For those who wish to avoid retinols, kojic acid is a powerful de-pigmentor shown to be a gentler and safer alternative to prescription hydroquinone, which has a skin lightening effect, and cleansers with salicylic acid or PHAs will help to slough away dead skin cells and pollution. 

“The most effective approach is to utilise all methods to control pigmentation as they all have different pathways; some block melanin production, others fade existing pigment, some resurface or boost clarity. A 360-degree approach works best, not forgetting diet,” says Dr Jeyanathan. “A diet high in antioxidants will help to fight free radicals from within the skin, even if it’s just a handful of blueberries and a portion of dark leafy greens a day,” she says.

A typical anti-pigmentation skincare protocol includes an exfoliating cleanser, followed by an antioxidant (vitamin C) or specific anti-pigment serum in the morning, which has a high sun protection factor, even on cloudy days. At night, alternate between retinol two or three times a week, depending on your tolerance, and a kojic acid serum on the others.

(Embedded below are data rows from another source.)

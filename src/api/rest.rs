// REST API endpoints

use axum::{
    extract::{Path, State},
    http::StatusCode,
    response::Json,
    routing::get,
    Router,
};
use std::net::{Ipv4Addr, SocketAddr};
use std::sync::Arc;
use tokio::sync::watch;

use super::{ErrorResponse, RouteView, StatusSnapshot};
use crate::interface::Interface;
use crate::kernel::KernEntry;
use crate::rdisc::DiscoveredRouter;

type ApiError = (StatusCode, Json<ErrorResponse>);

#[derive(Clone)]
pub struct AppState {
    status: watch::Receiver<StatusSnapshot>,
}

impl AppState {
    pub fn new(status: watch::Receiver<StatusSnapshot>) -> Self {
        AppState { status }
    }

    fn snapshot(&self) -> StatusSnapshot {
        self.status.borrow().clone()
    }
}

pub fn create_api_router(state: Arc<AppState>) -> Router {
    Router::new()
        .route("/api/status", get(get_status))
        .route("/api/routes", get(get_routes))
        .route("/api/route/:addr", get(get_route))
        .route("/api/kernel", get(get_kernel))
        .route("/api/routers", get(get_routers))
        .route("/api/interfaces", get(get_interfaces))
        .with_state(state)
}

/// Serve the status API until the listener fails
pub async fn serve(addr: SocketAddr, status: watch::Receiver<StatusSnapshot>) -> anyhow::Result<()> {
    let app = create_api_router(Arc::new(AppState::new(status)));
    let listener = tokio::net::TcpListener::bind(addr).await?;
    tracing::info!("Status API listening on http://{}", addr);
    tracing::info!("  GET  http://{}/api/routes", addr);
    tracing::info!("  GET  http://{}/api/kernel", addr);
    tracing::info!("  GET  http://{}/api/routers", addr);
    tracing::info!("  GET  http://{}/api/interfaces", addr);
    axum::serve(listener, app.into_make_service()).await?;
    Ok(())
}

async fn get_status(State(state): State<Arc<AppState>>) -> Json<StatusSnapshot> {
    Json(state.snapshot())
}

async fn get_routes(State(state): State<Arc<AppState>>) -> Json<Vec<RouteView>> {
    Json(state.status.borrow().routes.clone())
}

async fn get_kernel(State(state): State<Arc<AppState>>) -> Json<Vec<KernEntry>> {
    Json(state.status.borrow().kernel.clone())
}

async fn get_routers(State(state): State<Arc<AppState>>) -> Json<Vec<DiscoveredRouter>> {
    Json(state.status.borrow().routers.clone())
}

async fn get_interfaces(State(state): State<Arc<AppState>>) -> Json<Vec<Interface>> {
    Json(state.status.borrow().interfaces.clone())
}

/// The route the daemon would use to reach an address
async fn get_route(
    State(state): State<Arc<AppState>>,
    Path(addr): Path<String>,
) -> Result<Json<RouteView>, ApiError> {
    let ip: Ipv4Addr = addr.parse().map_err(|_| {
        (
            StatusCode::BAD_REQUEST,
            Json(ErrorResponse {
                error: "InvalidAddress".to_string(),
                message: format!("Not an IPv4 address: {}", addr),
            }),
        )
    })?;

    let status = state.status.borrow();
    match status.covering_route(ip) {
        Some(route) => Ok(Json(route.clone())),
        None => Err((
            StatusCode::NOT_FOUND,
            Json(ErrorResponse {
                error: "NoRouteToHost".to_string(),
                message: format!("No route found to {}", ip),
            }),
        )),
    }
}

If your pigmentation is already advanced then skincare will only get you so far. In this case the most thorough approach is a medical grade treatment. The LAM Pigmentation Ultimate Programme (£1,350; london-aesthetic-medicine.com) includes two wavelengths of IPL to fade brown and red pigmentation, LED red-light therapy to curb inflammation along with a signature peel and medical grade skincare, which is administered over two sessions three weeks apart.

Dr Gout explains, “Since the pandemic, all my patients want is to feel good. They’ve been spending more time outside, enjoying life. Along with the psychological stress from the past couple of years, consistent skincare routines have gone by the wayside. On the one hand, it’s been a positive to let go, on the other, there’s been a rise in pigmentation complaints as a result.” On the bright side (no pun intended), Gout says six weeks is all you need to curb the onslaught of overactive melanin production.